Un cenno particolare meritano le casa editrici Jaca Book e la Casa di Matriona, che hanno creduto fin dall’inizio al progetto di Russia Cristiana, pubblicando una serie di opere dedicate al mondo russo e sovietico, con particolare attenzione ai temi della spiritualità ortodossa e del dissenso religioso.

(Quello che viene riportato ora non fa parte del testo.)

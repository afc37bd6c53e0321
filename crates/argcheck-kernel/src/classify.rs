//! Type Classifier: checks the runtime kind of one argument against its
//! declared Type Specification.
//!
//! A specification is built from an optional kind rule and an optional
//! consistency directive:
//!
//! ```text
//! TypeSpec::exact(Kind::Str)                         bare kind
//! TypeSpec::any_of([Kind::Int, Kind::Float])         kind set
//! TypeSpec::any_of([Kind::List, Kind::Tuple])        structured: rule
//!     .with_consistency(Consistency::restricted_to([Kind::Int]))  + directive
//! ```
//!
//! When a position carries no directive of its own, the guard-level
//! default applies (see [`crate::guard::TypeGuardOptions`]).

use crate::error::CheckError;
use crate::ordinal::ordinal;
use crate::value::{Kind, Value, format_kinds};
use serde::{Deserialize, Serialize};

/// Which kinds an argument may have.
#[derive(Debug, Clone, PartialEq, Eq, Serialize, Deserialize)]
#[serde(rename_all = "snake_case")]
pub enum TypeRule {
    Exact(Kind),
    AnyOf(Vec<Kind>),
}

/// Element-kind homogeneity for list and tuple arguments.
#[derive(Debug, Clone, PartialEq, Eq, Serialize, Deserialize)]
#[serde(rename_all = "camelCase")]
pub struct Consistency {
    pub enabled: bool,
    /// When set, the single element kind must be one of these.
    #[serde(default, skip_serializing_if = "Option::is_none")]
    pub element_kinds: Option<Vec<Kind>>,
}

impl Consistency {
    pub fn enabled() -> Self {
        Self {
            enabled: true,
            element_kinds: None,
        }
    }

    pub fn disabled() -> Self {
        Self {
            enabled: false,
            element_kinds: None,
        }
    }

    pub fn restricted_to(kinds: impl IntoIterator<Item = Kind>) -> Self {
        Self {
            enabled: true,
            element_kinds: Some(kinds.into_iter().collect()),
        }
    }
}

/// Declared Type Specification for one argument position.
#[derive(Debug, Clone, Default, PartialEq, Eq, Serialize, Deserialize)]
#[serde(rename_all = "camelCase")]
pub struct TypeSpec {
    #[serde(default, skip_serializing_if = "Option::is_none")]
    pub rule: Option<TypeRule>,
    #[serde(default, skip_serializing_if = "Option::is_none")]
    pub consistency: Option<Consistency>,
}

impl TypeSpec {
    /// Accept any kind.
    pub fn any() -> Self {
        Self::default()
    }

    pub fn exact(kind: Kind) -> Self {
        Self {
            rule: Some(TypeRule::Exact(kind)),
            consistency: None,
        }
    }

    pub fn any_of(kinds: impl IntoIterator<Item = Kind>) -> Self {
        Self {
            rule: Some(TypeRule::AnyOf(kinds.into_iter().collect())),
            consistency: None,
        }
    }

    pub fn with_consistency(mut self, consistency: Consistency) -> Self {
        self.consistency = Some(consistency);
        self
    }

    pub fn without_consistency(self) -> Self {
        self.with_consistency(Consistency::disabled())
    }
}

impl From<Kind> for TypeSpec {
    fn from(kind: Kind) -> Self {
        Self::exact(kind)
    }
}

/// Check one argument against its Type Specification.
///
/// `position` is zero-based; messages use its 1-based ordinal.
/// `default_consistency` is the directive applied when `spec` carries none.
pub fn check_type(
    position: usize,
    value: &Value,
    spec: &TypeSpec,
    function: &str,
    default_consistency: &Consistency,
) -> Result<(), CheckError> {
    let kind = value.kind();
    let ord = ordinal(position + 1);

    match &spec.rule {
        Some(TypeRule::AnyOf(kinds)) if !kinds.contains(&kind) => {
            return Err(type_error(
                position,
                function,
                format!(
                    "The type of the {ord} argument of function {function}() does not belong in {}",
                    format_kinds(kinds)
                ),
            ));
        }
        Some(TypeRule::Exact(expected)) if *expected != kind => {
            return Err(type_error(
                position,
                function,
                format!("The {ord} argument of the function {function}() is not a {expected}"),
            ));
        }
        _ => {}
    }

    let consistency = spec.consistency.as_ref().unwrap_or(default_consistency);
    if !consistency.enabled {
        return Ok(());
    }
    let Some(elements) = value.elements() else {
        return Ok(());
    };

    let element_kinds = distinct_kinds(elements);
    match element_kinds.as_slice() {
        [] => Ok(()),
        [single] => match &consistency.element_kinds {
            Some(allowed) if !allowed.contains(single) => Err(type_error(
                position,
                function,
                format!(
                    "Each element of the {ord} variable must have the same type. Allowed types: {}.",
                    format_kinds(allowed)
                ),
            )),
            _ => Ok(()),
        },
        _ => Err(type_error(
            position,
            function,
            format!("Each element of the {ord} variable must have the same type."),
        )),
    }
}

/// Element kinds in first-seen order, without repeats.
fn distinct_kinds(elements: &[Value]) -> Vec<Kind> {
    let mut kinds = Vec::new();
    for element in elements {
        let kind = element.kind();
        if !kinds.contains(&kind) {
            kinds.push(kind);
        }
    }
    kinds
}

fn type_error(position: usize, function: &str, message: String) -> CheckError {
    CheckError::TypeKind {
        position,
        function: function.to_string(),
        message,
    }
}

9. Non sappiamo quanti meriti abbia avuto padre Scalfi nel crollo del regime ateo dell’Unione Sovietica — certo non pochi —, ma ebbe comunque la gioia di vedere il suo sogno realizzato, i giovani da lui formati andare in Russia come missionari ed esploratori di un mondo tanto amato e desiderato, ed egli stesso tornò a regalare alla Russia il suo sorriso e la sua saggezza. Alla fine della sua lunga vita, padre Romano ha potuto contemplare insieme la rinascita religiosa della Russia e l’inizio di nuove apprensioni per il futuro del mondo globalizzato, a cui dedicherà dal Cielo la sua intercessione accorata, certi che nostro Signore presterà ascolto alla sua voce, ora che canta gli inni della Chiesa unita di tutti i santi.